What is required: Every line in the records below between the one holding "Used (LRU) Replacement." and the one holding "pub const fn clock(&self)", inclusive, is to be set down exactly; all other lines are to be left out.
**********
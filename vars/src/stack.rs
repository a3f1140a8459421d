//! The scope stack resolver: get/set/remove with mode-flag precedence across
//! local, global, and universal scopes.

use std::collections::{BTreeSet, HashMap};

use reef_uvar::UvarSynchronizer;

use crate::config::ConfigPaths;
use crate::error::{EnvError, EnvResult};
use crate::export::{ExportArray, ExportPolicy};
use crate::flags::EnvMode;
use crate::snapshot::Snapshot;
use crate::var::{EnvVar, ARRAY_SEP_STR};

/// Names a USER-flagged request may not set or remove. Internal code can
/// still update them (PWD tracking, status propagation).
pub const READ_ONLY_NAMES: &[&str] = &["version", "status", "PWD", "SHLVL", "_"];

/// Setting this variable adjusts the enforced `read` byte ceiling.
const READ_LIMIT_VAR: &str = "reef_read_limit";
const DEFAULT_READ_LIMIT: u64 = 10 * 1024 * 1024;

/// Imported environment variables treated as colon-joined arrays.
const COLON_IMPORTS: &[&str] = &["PATH", "CDPATH", "MANPATH"];

#[must_use]
pub fn is_read_only(name: &str) -> bool {
    READ_ONLY_NAMES.contains(&name)
}

fn valid_name(name: &str) -> bool {
    !name.is_empty() && name.chars().all(|c| c.is_alphanumeric() || c == '_')
}

/// Derived state a mutation of `name` invalidates. Every mutating path goes
/// through [`invalidation_for`] so the coupling lives in one place.
struct Invalidation {
    export_array: bool,
    pwd_cache: bool,
    read_limit: bool,
}

fn invalidation_for(name: &str, touches_export: bool) -> Invalidation {
    Invalidation {
        export_array: touches_export,
        pwd_cache: name == "PWD",
        read_limit: name == READ_LIMIT_VAR,
    }
}

/// One entry in the local-scope stack.
#[derive(Debug, Default)]
struct Frame {
    vars: HashMap<String, EnvVar>,
    /// Whether this frame isolates lookups from the caller's locals
    /// (function-call semantics) or shares them (block/loop semantics).
    new_scope: bool,
}

/// The live variable state of one shell process.
///
/// Single-threaded by design: mutations happen synchronously from the
/// command-execution path. Background workers read through [`Snapshot`]s,
/// never through a shared reference to this stack.
pub struct EnvStack {
    global: Frame,
    locals: Vec<Frame>,
    uvars: UvarSynchronizer,
    export_policy: ExportPolicy,
    export_cache: Option<ExportArray>,
    pwd_slash: String,
    read_byte_limit: u64,
}

impl Default for EnvStack {
    fn default() -> Self {
        Self::new()
    }
}
//! Least Recently Used (LRU) Replacement.
//!
//! Each line carries the clock value of its last touch. A hit restamps the
//! line; a miss fills the line with the smallest stamp. The clock advances
//! exactly once per hit or fill, so stamps totally order every touch.
//!
//! # Performance
//!
//! - **Time Complexity:** O(W) per access, where W is the associativity
//! - **Space Complexity:** one `u64` per line plus one clock per cache
//! - **Best Case:** working set per set fits within W lines
//! - **Worst Case:** cyclic scans of W + 1 blocks through one set (every access misses)

use super::{AccessOutcome, CacheLine};

/// LRU lookup-and-fill engine holding the recency clock.
#[derive(Clone, Debug, Default)]
pub struct ReplacementEngine {
    clock: u64,
}

impl ReplacementEngine {
    /// Creates an engine whose clock starts at `0`.
    pub const fn new() -> Self {
        Self { clock: 0 }
    }

    /// The most recently issued recency stamp.
    #[inline]
    pub const fn clock(&self) -> u64 {
        self.clock
    }

    #[inline]
    fn tick(&mut self) -> u64 {
        self.clock += 1;
        self.clock
    }

    /// Looks up `tag` in the lines of one set, filling it on a miss.
    ///
    /// On a hit the matching line is restamped. On a miss the LRU line (see
    /// [`Self::victim`]) is overwritten with `tag` and a fresh stamp; the
    /// outcome is [`AccessOutcome::MissEviction`] if that line was valid. An
    /// empty set can hold nothing: the access is a miss, nothing is installed
    /// and the clock does not advance.
    ///
    /// The caller must never place the same tag in two valid lines of one set;
    /// the scan stops at the first match.
    ///
    /// # Arguments
    ///
    /// * `set` - The lines of the set selected by the address's set index.
    /// * `tag` - The address's tag.
    ///
    /// # Returns
    ///
    /// The classification of the access.
    pub fn access(&mut self, set: &mut [CacheLine], tag: u64) -> AccessOutcome {
        if let Some(line) = set
            .iter_mut()
            .find(|line| line.valid && line.tag == tag)
        {
            line.recency = self.tick();
            return AccessOutcome::Hit;
        }

        let Some(way) = Self::victim(set) else {
            return AccessOutcome::Miss;
        };
        let recency = self.tick();
        let line = &mut set[way];
        let outcome = if line.valid {
            AccessOutcome::MissEviction
        } else {
            AccessOutcome::Miss
        };
        *line = CacheLine {
            valid: true,
            tag,
            recency,
        };
        outcome
    }

    /// Selects the way to fill on a miss.
    ///
    /// Returns the way with the smallest recency stamp, preferring the lowest
    /// way on ties, or `None` for an empty set. Untouched lines carry stamp
    /// `0`, so invalid lines are always chosen before any valid one.
    pub fn victim(set: &[CacheLine]) -> Option<usize> {
        set.iter()
            .enumerate()
            .min_by_key(|(_, line)| line.recency)
            .map(|(way, _)| way)
    }
}
//! Trace replay.
//!
//! `TraceReplayer` owns a cache and its statistics and applies parsed events to
//! them one at a time. It performs:
//! 1. **Filtering:** Instruction fetches are counted as lines and otherwise ignored.
//! 2. **Dispatch:** Loads and stores access the cache once; modifies access it twice.
//! 3. **Accounting:** Every access outcome updates hits, misses, and evictions.

use std::fmt;
use std::iter;

use crate::cache::{AccessOutcome, Cache};
use crate::common::addr::Addr;
use crate::common::error::ConfigError;
use crate::config::Geometry;
use crate::stats::SimStats;
use crate::trace::{Access, AccessKind};

/// What a single data event did to the cache.
#[derive(Clone, Copy, Debug, PartialEq, Eq)]
pub enum EventOutcome {
    /// A load or store: one access.
    Single(AccessOutcome),
    /// A modify: the implied load, then the implied store to the same block.
    Modify {
        /// Outcome of the load half.
        load: AccessOutcome,
        /// Outcome of the store half; always a hit.
        store: AccessOutcome,
    },
}

impl EventOutcome {
    /// The first (or only) access outcome.
    pub const fn first(self) -> AccessOutcome {
        match self {
            Self::Single(outcome) => outcome,
            Self::Modify { load, .. } => load,
        }
    }

    /// The second access outcome, present only for modifies.
    pub const fn second(self) -> Option<AccessOutcome> {
        match self {
            Self::Single(_) => None,
            Self::Modify { store, .. } => Some(store),
        }
    }

    /// Iterates the access outcomes in order.
    pub fn iter(self) -> impl Iterator<Item = AccessOutcome> {
        iter::once(self.first()).chain(self.second())
    }
}

/// Space-joined labels, e.g. `miss eviction hit`.
impl fmt::Display for EventOutcome {
    fn fmt(&self, f: &mut fmt::Formatter<'_>) -> fmt::Result {
        match self {
            Self::Single(outcome) => write!(f, "{outcome}"),
            Self::Modify { load, store } => write!(f, "{load} {store}"),
        }
    }
}

/// Drives a [`Cache`] from a sequence of trace events.
#[derive(Clone, Debug)]
pub struct TraceReplayer {
    cache: Cache,
    stats: SimStats,
}

impl TraceReplayer {
    /// Creates a replayer over a cold cache.
    ///
    /// # Errors
    ///
    /// Returns [`ConfigError::Allocation`] if the cache cannot be allocated.
    pub fn new(geometry: Geometry) -> Result<Self, ConfigError> {
        Ok(Self {
            cache: Cache::new(geometry)?,
            stats: SimStats::default(),
        })
    }

    /// The simulated cache.
    #[inline]
    pub const fn cache(&self) -> &Cache {
        &self.cache
    }

    /// Statistics accumulated so far.
    #[inline]
    pub const fn stats(&self) -> &SimStats {
        &self.stats
    }

    /// Consumes the replayer, returning its statistics.
    pub fn into_stats(self) -> SimStats {
        self.stats
    }

    /// Counts a trace line that was skipped before reaching the replayer.
    pub fn record_skipped(&mut self) {
        self.stats.skipped_lines += 1;
    }

    /// Applies one event.
    ///
    /// # Returns
    ///
    /// `None` for an instruction fetch, otherwise the event's outcome.
    pub fn step(&mut self, access: &Access) -> Option<EventOutcome> {
        self.stats.record_event(access.kind);
        match access.kind {
            AccessKind::Instruction => None,
            AccessKind::Load | AccessKind::Store => {
                Some(EventOutcome::Single(self.touch(access.addr)))
            }
            AccessKind::Modify => {
                let load = self.touch(access.addr);
                let store = self.touch(access.addr);
                debug_assert!(store.is_hit(), "store half of a modify must hit");
                Some(EventOutcome::Modify { load, store })
            }
        }
    }

    /// Applies every event in order.
    ///
    /// # Returns
    ///
    /// One outcome per data event; instruction fetches contribute nothing.
    pub fn replay<'a, I>(&mut self, events: I) -> Vec<EventOutcome>
    where
        I: IntoIterator<Item = &'a Access>,
    {
        events
            .into_iter()
            .filter_map(|access| self.step(access))
            .collect()
    }

    fn touch(&mut self, addr: Addr) -> AccessOutcome {
        let outcome = self.cache.access(addr);
        self.stats.record(outcome);
        outcome
    }
}
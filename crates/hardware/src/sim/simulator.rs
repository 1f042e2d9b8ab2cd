//! Simulator: a replayer plus run options, fed from a trace reader.
//!
//! Keeps line-level concerns (malformed-line skipping, verbose echo) out of
//! the replayer, which only ever sees parsed events.

use std::io::{BufRead, Write};
use std::path::Path;

use tracing::{debug, warn};

use super::replayer::TraceReplayer;
use crate::common::error::{ConfigError, SimError, TraceError};
use crate::config::{Config, Geometry};
use crate::stats::SimStats;
use crate::trace::TraceReader;

/// Top-level simulator for one cache and one or more traces.
#[derive(Clone, Debug)]
pub struct Simulator {
    replayer: TraceReplayer,
    verbose: bool,
}

impl Simulator {
    /// Validates the configuration and allocates the cache.
    ///
    /// # Errors
    ///
    /// Returns a [`ConfigError`] if the geometry is rejected, in which case
    /// nothing is allocated, or if the cache cannot be allocated.
    pub fn new(config: &Config) -> Result<Self, ConfigError> {
        let geometry = config.cache.geometry()?;
        Self::with_geometry(geometry, config.verbose)
    }

    /// Creates a simulator from an already-validated geometry.
    ///
    /// # Errors
    ///
    /// Returns [`ConfigError::Allocation`] if the cache cannot be allocated.
    pub fn with_geometry(geometry: Geometry, verbose: bool) -> Result<Self, ConfigError> {
        debug!(%geometry, verbose, "allocating cache");
        Ok(Self {
            replayer: TraceReplayer::new(geometry)?,
            verbose,
        })
    }

    /// The cache geometry.
    pub const fn geometry(&self) -> &Geometry {
        self.replayer.cache().geometry()
    }

    /// The underlying replayer.
    pub const fn replayer(&self) -> &TraceReplayer {
        &self.replayer
    }

    /// Statistics accumulated so far.
    pub const fn stats(&self) -> &SimStats {
        self.replayer.stats()
    }

    /// Replays every record of `trace`.
    ///
    /// Malformed lines are logged, counted in
    /// [`SimStats::skipped_lines`], and skipped. In verbose mode each data
    /// event is echoed to `out` as its trace text followed by its outcome.
    ///
    /// # Arguments
    ///
    /// * `trace` - Source of trace records.
    /// * `out` - Sink for verbose lines; untouched unless verbose is enabled.
    ///
    /// # Errors
    ///
    /// * [`SimError::ReadTrace`] if the trace cannot be read to the end.
    /// * [`SimError::Output`] if writing to `out` fails.
    pub fn run<R: BufRead, W: Write>(
        &mut self,
        trace: TraceReader<R>,
        out: &mut W,
    ) -> Result<&SimStats, SimError> {
        for item in trace {
            match item {
                Ok(record) => {
                    let Some(outcome) = self.replayer.step(&record.access) else {
                        continue;
                    };
                    if self.verbose {
                        writeln!(out, "{} {outcome}", record.text).map_err(SimError::Output)?;
                    }
                }
                Err(TraceError::Malformed { line, text, source }) => {
                    warn!(line, text = %text, error = %source, "skipping malformed trace line");
                    self.replayer.record_skipped();
                }
                Err(TraceError::Io { line, source }) => {
                    return Err(SimError::ReadTrace { line, source });
                }
            }
        }
        out.flush().map_err(SimError::Output)?;

        let stats = self.replayer.stats();
        debug!(
            hits = stats.hits,
            misses = stats.misses,
            evictions = stats.evictions,
            skipped = stats.skipped_lines,
            "trace replay finished"
        );
        Ok(stats)
    }

    /// Opens `path` and replays it.
    ///
    /// # Errors
    ///
    /// [`SimError::OpenTrace`] if the file cannot be opened, otherwise as
    /// [`Self::run`].
    pub fn run_file<W: Write>(
        &mut self,
        path: impl AsRef<Path>,
        out: &mut W,
    ) -> Result<&SimStats, SimError> {
        let path = path.as_ref();
        let trace = TraceReader::open(path)?;
        debug!(path = %path.display(), "replaying trace file");
        self.run(trace, out)
    }
}
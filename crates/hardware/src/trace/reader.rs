//! Trace file reader.
//!
//! Wraps any `BufRead` and yields one [`TraceRecord`] per non-blank line. It
//! performs:
//! 1. **Line numbering:** Every record and error carries its 1-based line number.
//! 2. **Echo text:** The line is kept verbatim minus its `\n` or `\r\n` terminator.
//! 3. **Error split:** Malformed lines are yielded as recoverable errors; I/O failures end iteration.

use std::fs::File;
use std::io::{BufRead, BufReader};
use std::path::Path;

use super::Access;
use super::parser::parse_line;
use crate::common::error::{SimError, TraceError};

/// A successfully parsed trace line.
#[derive(Clone, Debug, PartialEq, Eq)]
pub struct TraceRecord {
    /// 1-based line number in the trace.
    pub line: usize,
    /// The line as read, without its terminator.
    pub text: String,
    /// The parsed operation.
    pub access: Access,
}

/// Iterator over the records of a trace.
///
/// Invalid UTF-8 is replaced rather than rejected, so it surfaces as a
/// malformed line instead of an I/O error.
#[derive(Debug)]
pub struct TraceReader<R> {
    reader: R,
    line: usize,
    buf: Vec<u8>,
    done: bool,
}

impl TraceReader<BufReader<File>> {
    /// Opens a trace file.
    ///
    /// # Errors
    ///
    /// Returns [`SimError::OpenTrace`] if the file cannot be opened.
    pub fn open(path: impl AsRef<Path>) -> Result<Self, SimError> {
        let path = path.as_ref();
        let file = File::open(path).map_err(|source| SimError::OpenTrace {
            path: path.to_path_buf(),
            source,
        })?;
        Ok(Self::new(BufReader::new(file)))
    }
}

impl<R: BufRead> TraceReader<R> {
    /// Wraps an already-buffered reader.
    pub const fn new(reader: R) -> Self {
        Self {
            reader,
            line: 0,
            buf: Vec::new(),
            done: false,
        }
    }

    /// Number of lines consumed so far, blank and malformed lines included.
    pub const fn lines_read(&self) -> usize {
        self.line
    }
}

impl<R: BufRead> Iterator for TraceReader<R> {
    type Item = Result<TraceRecord, TraceError>;

    fn next(&mut self) -> Option<Self::Item> {
        while !self.done {
            self.buf.clear();
            match self.reader.read_until(b'\n', &mut self.buf) {
                Ok(0) => self.done = true,
                Ok(_) => {
                    self.line += 1;
                    let raw = String::from_utf8_lossy(&self.buf);
                    let text = raw.trim_end_matches(['\n', '\r']);
                    match parse_line(text) {
                        Ok(Some(access)) => {
                            return Some(Ok(TraceRecord {
                                line: self.line,
                                text: text.to_string(),
                                access,
                            }));
                        }
                        Ok(None) => {}
                        Err(source) => {
                            return Some(Err(TraceError::Malformed {
                                line: self.line,
                                text: text.to_string(),
                                source,
                            }));
                        }
                    }
                }
                Err(source) => {
                    self.done = true;
                    return Some(Err(TraceError::Io {
                        line: self.line + 1,
                        source,
                    }));
                }
            }
        }
        None
    }
}
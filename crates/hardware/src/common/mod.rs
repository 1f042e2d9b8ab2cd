//! Common types shared across the simulator.
//!
//! This module provides the building blocks every other component uses:
//! 1. **Addresses:** The `Addr` newtype and the tag/set/offset decoder.
//! 2. **Constants:** Address width and allocation limits.
//! 3. **Errors:** Configuration, trace, and run-level error enums.

/// Address type and tag/set-index/block-offset decomposition.
pub mod addr;

/// Common constants used throughout the simulator.
pub mod constants;

/// Error types for configuration, trace parsing, and simulation runs.
pub mod error;

pub use addr::{Addr, DecodedAddr, decode, low_mask};
pub use constants::{ADDRESS_BITS, MAX_CACHE_LINES};
pub use error::{ConfigError, LineError, SimError, TraceError};
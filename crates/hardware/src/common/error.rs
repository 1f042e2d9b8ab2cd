//! Error definitions.
//!
//! This module defines every failure the simulator can report. It provides:
//! 1. **Configuration errors:** Rejected geometries and unreadable config files, raised before any cache exists.
//! 2. **Line errors:** Why a single trace line could not be tokenized.
//! 3. **Trace errors:** Per-line failures yielded by the trace reader, split into recoverable and fatal.
//! 4. **Simulation errors:** The top-level error returned by a run.

use std::collections::TryReserveError;
use std::io;
use std::path::PathBuf;

use thiserror::Error;

/// A cache configuration that cannot be simulated.
#[derive(Debug, Error)]
pub enum ConfigError {
    /// Set-index and block-offset bits leave no room for a tag.
    #[error(
        "set bits ({set_bits}) + block bits ({block_bits}) must be less than the {address_bits}-bit address width"
    )]
    AddressBitsExhausted {
        /// Requested set-index bits.
        set_bits: u32,
        /// Requested block-offset bits.
        block_bits: u32,
        /// Width of a trace address.
        address_bits: u32,
    },

    /// A set must hold at least one line.
    #[error("associativity must be at least 1")]
    ZeroAssociativity,

    /// The cache would exceed the allocation ceiling.
    #[error("cache of 2^{set_bits} sets x {ways} ways exceeds the limit of {limit} lines")]
    TooManyLines {
        /// Requested set-index bits.
        set_bits: u32,
        /// Requested associativity.
        ways: usize,
        /// Maximum number of lines allowed.
        limit: u64,
    },

    /// The line storage for a valid geometry could not be reserved.
    #[error("cannot allocate {lines} cache lines")]
    Allocation {
        /// Number of lines requested.
        lines: usize,
        /// Allocator failure.
        #[source]
        source: TryReserveError,
    },

    /// The configuration file could not be read.
    #[error("cannot read config file '{}'", path.display())]
    Read {
        /// Path that failed to open or read.
        path: PathBuf,
        /// Underlying I/O failure.
        #[source]
        source: io::Error,
    },

    /// The configuration file is not valid JSON for [`Config`](crate::config::Config).
    #[error("cannot parse config: {0}")]
    Parse(#[from] serde_json::Error),
}

/// Why a trace line could not be tokenized.
#[derive(Clone, Debug, PartialEq, Eq, Error)]
pub enum LineError {
    /// The operation character is not one of `I`, `L`, `S`, `M`.
    #[error("unknown operation '{0}'")]
    UnknownOperation(char),

    /// Nothing follows the operation character.
    #[error("missing address")]
    MissingAddress,

    /// The address is not a hexadecimal 64-bit value.
    #[error("invalid address '{0}'")]
    InvalidAddress(String),

    /// The `,<size>` suffix is absent.
    #[error("missing access size")]
    MissingSize,

    /// The size is not a decimal byte count.
    #[error("invalid access size '{0}'")]
    InvalidSize(String),
}

/// A failure yielded by [`TraceReader`](crate::trace::TraceReader) for one line.
#[derive(Debug, Error)]
pub enum TraceError {
    /// The underlying reader failed; the trace cannot be continued.
    #[error("I/O error reading trace line {line}")]
    Io {
        /// 1-based line number at which reading failed.
        line: usize,
        /// Underlying I/O failure.
        #[source]
        source: io::Error,
    },

    /// The line was read but does not follow the trace format.
    #[error("malformed trace line {line} '{text}': {source}")]
    Malformed {
        /// 1-based line number.
        line: usize,
        /// The offending line, without its terminator.
        text: String,
        /// What was wrong with it.
        #[source]
        source: LineError,
    },
}

impl TraceError {
    /// Returns `true` if the run may continue past this error.
    pub const fn is_recoverable(&self) -> bool {
        matches!(self, Self::Malformed { .. })
    }
}

/// The error returned by a simulation run.
#[derive(Debug, Error)]
pub enum SimError {
    /// The cache geometry or config file was rejected.
    #[error(transparent)]
    Config(#[from] ConfigError),

    /// The trace file could not be opened.
    #[error("cannot open trace file '{}'", path.display())]
    OpenTrace {
        /// Path of the trace.
        path: PathBuf,
        /// Underlying I/O failure.
        #[source]
        source: io::Error,
    },

    /// Reading the trace failed part-way through.
    #[error("cannot read trace at line {line}")]
    ReadTrace {
        /// 1-based line number at which reading failed.
        line: usize,
        /// Underlying I/O failure.
        #[source]
        source: io::Error,
    },

    /// Writing verbose or report output failed.
    #[error("cannot write simulator output")]
    Output(#[source] io::Error),
}
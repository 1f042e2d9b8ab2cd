//! Simulator-wide constants.

/// Width of a trace address in bits.
pub const ADDRESS_BITS: u32 = 64;

/// Upper bound on `sets × ways` for a single cache.
///
/// At 24 bytes per line the largest accepted cache holds 96 MiB of line
/// state. Larger geometries are rejected when the configuration is validated.
pub const MAX_CACHE_LINES: u64 = 1 << 22;
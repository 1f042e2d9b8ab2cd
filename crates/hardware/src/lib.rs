//! Trace-driven cache simulator library.
//!
//! This crate replays valgrind-style memory traces against a tag-only,
//! set-associative cache with LRU replacement:
//! 1. **Common:** Address decomposition, constants, and error types.
//! 2. **Config:** Geometry defaults, JSON configuration, and validation.
//! 3. **Cache:** Lines, sets, and the LRU replacement engine.
//! 4. **Trace:** Line tokenizer and buffered trace reader.
//! 5. **Simulation:** Event replayer and the reader-driven simulator.
//! 6. **Stats:** Hit/miss/eviction counters and reporting.
//!
//! ```
//! use csim_core::config::Geometry;
//! use csim_core::sim::TraceReplayer;
//! use csim_core::trace::Access;
//!
//! let geometry = Geometry::new(1, 1, 1).unwrap();
//! let mut replayer = TraceReplayer::new(geometry).unwrap();
//! let trace = [
//!     Access::load(0, 1),
//!     Access::load(2, 1),
//!     Access::load(4, 1),
//!     Access::load(0, 1),
//! ];
//! let _ = replayer.replay(&trace);
//! assert_eq!(replayer.stats().to_string(), "hits:0 misses:4 evictions:2");
//! ```

/// Common types and constants (addresses, decoder, errors).
pub mod common;
/// Simulator configuration (defaults, JSON config, validated geometry).
pub mod config;
/// Set-associative cache model and LRU replacement.
pub mod cache;
/// Trace events, tokenizer, and reader.
pub mod trace;
/// Trace replay and simulation driver.
pub mod sim;
/// Simulation statistics collection and reporting.
pub mod stats;

/// Root configuration type; use `Config::default()` or deserialize from JSON.
pub use crate::config::{Config, Geometry};
/// Cache type; build one from a validated `Geometry`.
pub use crate::cache::{AccessOutcome, Cache};
/// Top-level driver; construct with `Simulator::new`.
pub use crate::sim::{Simulator, TraceReplayer};
/// Counters produced by a run.
pub use crate::stats::SimStats;
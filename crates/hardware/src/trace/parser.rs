//! Trace line tokenizer.

use super::{Access, AccessKind};
use crate::common::addr::Addr;
use crate::common::error::LineError;

/// Parses one trace line.
///
/// Leading and trailing whitespace is ignored, as is a `0x` prefix on the
/// address. Blank lines carry no event.
///
/// # Arguments
///
/// * `line` - A single line of trace text, with or without its terminator.
///
/// # Returns
///
/// `Ok(Some(access))` for an operation, `Ok(None)` for a blank line.
///
/// # Errors
///
/// Returns a [`LineError`] naming the first field that could not be parsed.
pub fn parse_line(line: &str) -> Result<Option<Access>, LineError> {
    let line = line.trim();
    let mut chars = line.chars();
    let Some(op) = chars.next() else {
        return Ok(None);
    };
    let kind = AccessKind::from_char(op).ok_or(LineError::UnknownOperation(op))?;

    let operands = chars.as_str().trim_start();
    let (addr_text, size_text) = operands.split_once(',').unwrap_or((operands, ""));

    let addr = parse_addr(addr_text.trim())?;
    let size = parse_size(size_text.trim())?;

    Ok(Some(Access { kind, addr, size }))
}

fn parse_addr(text: &str) -> Result<Addr, LineError> {
    if text.is_empty() {
        return Err(LineError::MissingAddress);
    }
    let digits = text
        .strip_prefix("0x")
        .or_else(|| text.strip_prefix("0X"))
        .unwrap_or(text);
    u64::from_str_radix(digits, 16)
        .map(Addr::new)
        .map_err(|_| LineError::InvalidAddress(text.to_string()))
}

fn parse_size(text: &str) -> Result<u32, LineError> {
    if text.is_empty() {
        return Err(LineError::MissingSize);
    }
    text.parse()
        .map_err(|_| LineError::InvalidSize(text.to_string()))
}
**********
Output for this exercise:
//! Least Recently Used (LRU) Replacement.
//!
//! Each line carries the clock value of its last touch. A hit restamps the
//! line; a miss fills the line with the smallest stamp. The clock advances
//! exactly once per hit or fill, so stamps totally order every touch.
//!
//! # Performance
//!
//! - **Time Complexity:** O(W) per access, where W is the associativity
//! - **Space Complexity:** one `u64` per line plus one clock per cache
//! - **Best Case:** working set per set fits within W lines
//! - **Worst Case:** cyclic scans of W + 1 blocks through one set (every access misses)

use super::{AccessOutcome, CacheLine};

/// LRU lookup-and-fill engine holding the recency clock.
#[derive(Clone, Debug, Default)]
pub struct ReplacementEngine {
    clock: u64,
}

impl ReplacementEngine {
    /// Creates an engine whose clock starts at `0`.
    pub const fn new() -> Self {
        Self { clock: 0 }
    }

    /// The most recently issued recency stamp.
    #[inline]
    pub const fn clock(&self) -> u64 {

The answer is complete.